Single honours programmes at more traditional universities still prioritise language and literature, but many of these universities have embraced the innovations going on elsewhere, offering the study of the German press, film, and elements of German history and politics. Some departments also offer undergraduate degrees with an emphasis on translation and interpreting or individual modules in interpreting skills as part of a broader programme. The dominant trend, however, has been a move away from the single honours programme (for which student numbers declined by 28% between 1994 and 2001) and towards joint and combined honours programmes in which German may account for half, a third or less of the degree as a whole. Within these programmes students may combine the study of German with one or more other languages (including English), or with a non-language subject, among which Business, Law, Economics, and European Studies are the most popular. One indicator of this shift in recruitment is the fact that entrants to joint and combined honours programmes consistently have a higher average GCE A-Level points score than entrants to single honours programmes (QAA 1996).

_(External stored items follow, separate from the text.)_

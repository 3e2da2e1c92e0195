//! Application error type and its HTTP representation.
//!
//! Every fallible operation in the service layer returns [`AppError`]. Handlers
//! propagate it with `?` and axum renders it through [`IntoResponse`] as a JSON
//! envelope:
//!
//! ```json
//! { "error": { "code": "conflict", "message": "code already exists", "details": { "code": "testA1" } } }
//! ```

use axum::{
    Json,
    extract::rejection::JsonRejection,
    http::StatusCode,
    response::{IntoResponse, Response},
};
use serde::Serialize;
use serde_json::{Value, json};

use crate::utils::db_error::is_unique_violation_on_code;

#[derive(Serialize)]
struct ErrorBody {
    error: ErrorInfo,
}

/// Machine-readable error payload.
#[derive(Debug, Clone, Serialize)]
pub struct ErrorInfo {
    pub code: &'static str,
    pub message: String,
    pub details: Value,
}

/// Errors surfaced by the link service and the HTTP layer.
#[derive(Debug, thiserror::Error)]
pub enum AppError {
    /// Client sent a malformed URL, code, or request body (400).
    #[error("{message}")]
    Validation { message: String, details: Value },

    /// Unknown or reserved short code (404).
    #[error("{message}")]
    NotFound { message: String, details: Value },

    /// Short code is already taken (409).
    #[error("{message}")]
    Conflict { message: String, details: Value },

    /// Store or runtime failure (500).
    #[error("{message}")]
    Internal { message: String, details: Value },
}

impl AppError {
    pub fn bad_request(message: impl Into<String>, details: Value) -> Self {
        Self::Validation {
            message: message.into(),
            details,
        }
    }

    pub fn not_found(message: impl Into<String>, details: Value) -> Self {
        Self::NotFound {
            message: message.into(),
            details,
        }
    }

    pub fn conflict(message: impl Into<String>, details: Value) -> Self {
        Self::Conflict {
            message: message.into(),
            details,
        }
    }

    pub fn internal(message: impl Into<String>, details: Value) -> Self {
        Self::Internal {
            message: message.into(),
            details,
        }
    }

    /// HTTP status this error maps to.
    pub fn status(&self) -> StatusCode {
        match self {
            Self::Validation { .. } => StatusCode::BAD_REQUEST,
            Self::NotFound { .. } => StatusCode::NOT_FOUND,
            Self::Conflict { .. } => StatusCode::CONFLICT,
            Self::Internal { .. } => StatusCode::INTERNAL_SERVER_ERROR,
        }
    }

    /// Converts the error into its serializable payload.
    pub fn to_error_info(&self) -> ErrorInfo {
        let (code, message, details) = match self {
            Self::Validation { message, details } => ("validation_error", message, details),
            Self::NotFound { message, details } => ("not_found", message, details),
            Self::Conflict { message, details } => ("conflict", message, details),
            Self::Internal { message, details } => ("internal_error", message, details),
        };

        ErrorInfo {
            code,
            message: message.clone(),
            details: details.clone(),
        }
    }
}

impl IntoResponse for AppError {
    fn into_response(self) -> Response {
        let status = self.status();
        let info = self.to_error_info();

        if status.is_server_error() {
            tracing::error!(code = info.code, details = %info.details, "{}", info.message);
        } else {
            tracing::warn!(code = info.code, details = %info.details, "{}", info.message);
        }

        (status, Json(ErrorBody { error: info })).into_response()
    }
}

impl From<sqlx::Error> for AppError {
    fn from(e: sqlx::Error) -> Self {
        if is_unique_violation_on_code(&e) {
            return AppError::conflict("code already exists", json!({}));
        }

        tracing::error!(error = %e, "Database error");
        AppError::internal("Database error", json!({}))
    }
}

impl From<JsonRejection> for AppError {
    fn from(rejection: JsonRejection) -> Self {
        AppError::bad_request(
            "Invalid request body",
            json!({ "reason": rejection.body_text() }),
        )
    }
}

impl From<validator::ValidationErrors> for AppError {
    fn from(errors: validator::ValidationErrors) -> Self {
        AppError::bad_request("Invalid request", json!(errors))
    }
}
//! PostgreSQL pool lifecycle: connect with retry, embedded migrations.

use anyhow::{Context, Result};
use sqlx::PgPool;
use sqlx::migrate::Migrator;
use sqlx::postgres::PgPoolOptions;
use std::time::Duration;
use tokio_retry::Retry;
use tokio_retry::strategy::{ExponentialBackoff, jitter};

use crate::config::{Config, mask_connection_string};

/// Schema migrations embedded from `./migrations`.
pub static MIGRATOR: Migrator = sqlx::migrate!("./migrations");

/// Opens the connection pool, retrying with exponential backoff.
///
/// The first attempt is immediate; up to `db_connect_retries - 1` further
/// attempts follow with delays of 500ms, 1s, 2s ... capped at 10s.
///
/// # Errors
///
/// Returns the last connection error once all attempts are used.
pub async fn connect(config: &Config) -> Result<PgPool> {
    let options = PgPoolOptions::new()
        .max_connections(config.db_max_connections)
        .acquire_timeout(Duration::from_secs(config.db_connect_timeout))
        .idle_timeout(Duration::from_secs(config.db_idle_timeout))
        .max_lifetime(Duration::from_secs(config.db_max_lifetime));

    let strategy = ExponentialBackoff::from_millis(2)
        .factor(250)
        .max_delay(Duration::from_secs(10))
        .map(jitter)
        .take(config.db_connect_retries.saturating_sub(1));

    let masked = mask_connection_string(&config.database_url);

    Retry::spawn(strategy, || {
        let options = options.clone();
        let url = config.database_url.clone();
        let masked = masked.clone();
        async move {
            options.connect(&url).await.inspect_err(|e| {
                tracing::warn!(database = %masked, error = %e, "Database connection attempt failed");
            })
        }
    })
    .await
    .with_context(|| format!("Failed to connect to database {masked}"))
}

/// Applies pending migrations.
///
/// # Errors
///
/// Returns an error if a migration fails or the history is inconsistent.
pub async fn migrate(pool: &PgPool) -> Result<()> {
    MIGRATOR
        .run(pool)
        .await
        .context("Failed to run database migrations")
}
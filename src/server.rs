//! HTTP server initialization and runtime setup.
//!
//! Owns the process lifecycle: pool open, migrations, serving, graceful
//! shutdown, pool close.

use crate::api::middleware::cors;
use crate::application::services::LinkService;
use crate::config::Config;
use crate::domain::repositories::LinkRepository;
use crate::infrastructure::persistence::{PgLinkRepository, pool};
use crate::routes::app_router;
use crate::state::AppState;

use anyhow::{Context, Result};
use axum::ServiceExt;
use axum::extract::Request;
use std::net::SocketAddr;
use std::sync::Arc;

/// Runs the HTTP server with the given configuration.
///
/// Initializes:
/// - PostgreSQL connection pool (with startup retry)
/// - Schema migrations
/// - Link service and router
/// - Axum HTTP server with graceful shutdown on SIGINT/SIGTERM
///
/// The pool is closed after in-flight requests have drained.
///
/// # Errors
///
/// Returns an error if:
/// - Database connection or migration fails
/// - Server bind fails
/// - Server runtime error occurs
pub async fn run(config: Config) -> Result<()> {
    let pool = pool::connect(&config).await?;
    tracing::info!("Connected to database");

    pool::migrate(&pool).await?;
    tracing::info!("Migrations applied");

    let repository: Arc<dyn LinkRepository> = Arc::new(PgLinkRepository::new(Arc::new(pool.clone())));
    let link_service =
        Arc::new(LinkService::new(repository).with_code_policy(config.code_policy()));

    let state = AppState::new(link_service, config.base_url.clone());
    let app = app_router(state, cors::layer(config.cors_origin.as_deref())?);

    let addr: SocketAddr = config
        .listen_addr
        .parse()
        .with_context(|| format!("Invalid listen address '{}'", config.listen_addr))?;
    let listener = tokio::net::TcpListener::bind(addr)
        .await
        .with_context(|| format!("Failed to bind {addr}; is the port already in use?"))?;
    tracing::info!("Listening on http://{addr}");

    axum::serve(listener, ServiceExt::<Request>::into_make_service(app))
        .with_graceful_shutdown(shutdown_signal())
        .await?;

    tracing::info!("Server stopped, closing database pool");
    pool.close().await;

    Ok(())
}

/// Resolves on Ctrl+C or, on Unix, SIGTERM.
async fn shutdown_signal() {
    let ctrl_c = async {
        if let Err(e) = tokio::signal::ctrl_c().await {
            tracing::error!(error = %e, "Failed to listen for Ctrl+C");
            std::future::pending::<()>().await;
        }
    };

    #[cfg(unix)]
    let terminate = async {
        match tokio::signal::unix::signal(tokio::signal::unix::SignalKind::terminate()) {
            Ok(mut signal) => {
                signal.recv().await;
            }
            Err(e) => {
                tracing::error!(error = %e, "Failed to listen for SIGTERM");
                std::future::pending::<()>().await;
            }
        }
    };

    #[cfg(not(unix))]
    let terminate = std::future::pending::<()>();

    tokio::select! {
        () = ctrl_c => tracing::info!("SIGINT received, shutting down"),
        () = terminate => tracing::info!("SIGTERM received, shutting down"),
    }
}
//! Link entity representing a shortened URL mapping.

use chrono::{DateTime, Utc};

/// A short code mapped to a destination URL.
///
/// `code` and `url` never change after creation. `clicks` only grows, and
/// `last_clicked` is set exactly when `clicks > 0`.
#[derive(Debug, Clone, PartialEq, Eq)]
pub struct Link {
    pub code: String,
    pub url: String,
    pub clicks: i64,
    pub last_clicked: Option<DateTime<Utc>>,
    pub created_at: DateTime<Utc>,
}

impl Link {
    /// Creates a new Link instance.
    pub fn new(
        code: String,
        url: String,
        clicks: i64,
        last_clicked: Option<DateTime<Utc>>,
        created_at: DateTime<Utc>,
    ) -> Self {
        Self {
            code,
            url,
            clicks,
            last_clicked,
            created_at,
        }
    }

    /// Returns true if the link has been followed at least once.
    pub fn has_been_clicked(&self) -> bool {
        self.clicks > 0
    }
}

/// Input data for creating a new link.
#[derive(Debug, Clone, PartialEq, Eq)]
pub struct NewLink {
    pub code: String,
    pub url: String,
}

Yet recent statistics indicate that the number of students taking German within a joint or combined honours programme is also falling. (On student numbers generally, in LLAS, see Good Practice Guide: General introduction to modern languages in today's UK universities.) One disturbing development within the popular European Studies programmes is that only half of these now contain a language component: the subject has shifted toward the social sciences (Kelly & Jones 2003). These trends have required HE departments offering German at degree level to innovate in order to ensure healthy recruitment levels and to develop a rationale for German Studies degree programmes that are often multi- or inter-disciplinary.

Numbers of students taking languages degrees have fallen by about 19% over the last four years, and there has been a concentration of languages into a smaller number of institutions, generally the Russell Group universities: Kelly & Jones note that in 1997-8 the twenty largest providers of languages accounted for 55% of undergraduates studying a language as part of their degree. In 2000-1 the proportion taught by the twenty largest had risen to 63%. The same pattern is found in all individual languages. Kelly & Jones predict that this pattern will be accentuated over the next few years, now that the government cap on student numbers has been lifted: “Already, anecdotal evidence points to more popular universities enjoying a bumper intake in October 2002, while less favoured institutions are left struggling for students” (ibid).

2. Defining the subject

What forms the intellectual core of German Studies and what skills do we regard as essential for our students to develop? In general one can say that the most successful German programmes demonstrate coherence both in their focus on particular aspects of the German-speaking world and in their methodological and conceptual focus.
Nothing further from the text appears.